When allocating disk space, provide only enough space for the operating system, applications, and additional content that users might install or generate. Usually this amount is smaller than the size of the disk that is included on a physical PC.

Because datacenter disk space usually costs more per gigabyte than desktop or laptop disk space in a traditional PC deployment, optimize the operating system image size. The following suggestions might help optimize image size:

Remove unnecessary files. For example, reduce the quotas on temporary Internet files.

Choose a virtual disk size that is sufficient to allow for future growth, but is not unrealistically large.

Use centralized file shares or a View Composer persistent disk for user-generated content and user-installed applications.

The amount of storage space required must take into account the following files for each virtual desktop:

The ESX/ESXi suspend file is equivalent to the amount of RAM allocated to the virtual machine.

The Windows page file is equivalent to 150 percent of RAM.

Log files take up approximately 100MB for each virtual machine.

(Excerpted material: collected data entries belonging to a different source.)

//! Database migration system
//!
//! Each migration is a SQL batch applied once, in version order, inside its
//! own transaction. Applied versions are recorded in `schema_version`.

use rusqlite::{Connection, Result, OptionalExtension};
use tracing::{info, warn, error};

use crate::memory_db::schema;

/// Manages database schema migrations over a single borrowed connection
pub struct MigrationManager<'a> {
    conn: &'a mut Connection,
}

impl<'a> MigrationManager<'a> {
    /// Create a migration manager for an open connection
    pub fn new(conn: &'a mut Connection) -> Self {
        Self { conn }
    }

    /// Bring the database up to the latest schema version. Safe to call on
    /// every startup; already applied versions are skipped.
    pub fn initialize_database(&mut self) -> Result<()> {
        info!("Initializing companion database schema...");

        // Version bookkeeping table
        self.conn.execute(
            "CREATE TABLE IF NOT EXISTS schema_version (
                version INTEGER PRIMARY KEY,
                applied_at TIMESTAMP DEFAULT CURRENT_TIMESTAMP
            )",
            [],
        )?;

        // Anything newer than this gets applied
        let current_version = self.get_current_version()?;
        info!("Current database schema version: {}", current_version);

        self.apply_migrations(current_version)?;

        Ok(())
    }

    /// Apply pending migrations in ascending version order
    fn apply_migrations(&mut self, current_version: i32) -> Result<()> {
        for (version, migration_sql) in get_migrations().iter() {
            if *version > current_version {
                info!("Applying migration {}...", version);

                // One transaction per version
                let tx = self.conn.transaction()?;

                if let Err(e) = tx.execute_batch(migration_sql) {
                    error!("Failed to apply migration {}: {}", version, e);
                    return Err(e);
                }

                // Record migration
                tx.execute(
                    "INSERT INTO schema_version (version) VALUES (?)",
                    [version],
                )?;

                tx.commit()?;

                info!("Migration {} applied successfully", version);
            }
        }

        Ok(())
    }

    /// Highest applied version, 0 for a fresh database
    pub fn get_current_version(&self) -> Result<i32> {
        self.conn
            .query_row(
                "SELECT COALESCE(MAX(version), 0) FROM schema_version",
                [],
                |row| row.get(0),
            )
            .or_else(|_| Ok(0))
    }

    /// Check if a specific migration has been applied
    pub fn has_migration_applied(&self, version: i32) -> Result<bool> {
        self.conn
            .query_row(
                "SELECT 1 FROM schema_version WHERE version = ?",
                [version],
                |_| Ok(1),
            )
            .optional()
            .map(|result| result.is_some())
    }
}

/// Ordered `(version, sql)` pairs; append new versions, never edit old ones
fn get_migrations() -> Vec<(i32, &'static str)> {
    vec![
        (1, schema::SCHEMA_SQL),
    ]
}

/// Read-only row counts over the three collections
pub fn get_database_stats(conn: &Connection) -> Result<schema::DatabaseStats> {
    fn count(conn: &Connection, sql: &str) -> Result<i64> {
        conn.query_row(sql, [], |row| row.get(0))
            .or_else(|e| {
                warn!("Failed to run count query '{}': {}", sql, e);
                Ok(0)
            })
    }

    Ok(schema::DatabaseStats {
        total_profiles: count(conn, "SELECT COUNT(*) FROM user_profiles")?,
        total_memories: count(conn, "SELECT COUNT(*) FROM memories")?,
        total_sessions: count(conn, "SELECT COUNT(*) FROM sessions")?,
        compressed_sessions: count(conn, "SELECT COUNT(*) FROM sessions WHERE is_compressed = TRUE")?,
    })
}

#[cfg(test)]
mod tests {
    use super::*;

    #[test]
    fn test_initialize_is_idempotent() {
        let mut conn = Connection::open_in_memory().unwrap();
        {
            let mut migrator = MigrationManager::new(&mut conn);
            migrator.initialize_database().unwrap();
            assert_eq!(migrator.get_current_version().unwrap(), 1);
            assert!(migrator.has_migration_applied(1).unwrap());
        }
        let mut migrator = MigrationManager::new(&mut conn);
        migrator.initialize_database().unwrap();
        assert_eq!(migrator.get_current_version().unwrap(), 1);
    }

    #[test]
    fn test_stats_on_empty_database() {
        let mut conn = Connection::open_in_memory().unwrap();
        MigrationManager::new(&mut conn).initialize_database().unwrap();
        let stats = get_database_stats(&conn).unwrap();
        assert_eq!(stats.total_profiles, 0);
        assert_eq!(stats.total_sessions, 0);
    }
}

The virtual disk, or .vmdk file, must accommodate the operating system, applications, and future applications and software updates. The virtual disk must also accommodate local user data and user-installed applications if they are located on the virtual desktop rather than on file shares.

If you use View Composer, the .vmdk files grow over time, but you can control the amount of growth by scheduling View Composer refresh operations, setting a storage over-commit policy for View desktop pools, and redirecting Windows page and temporary files to a separate, nonpersistent disk.

You can also add 15 percent to this estimate to be sure that users do not run out of disk space.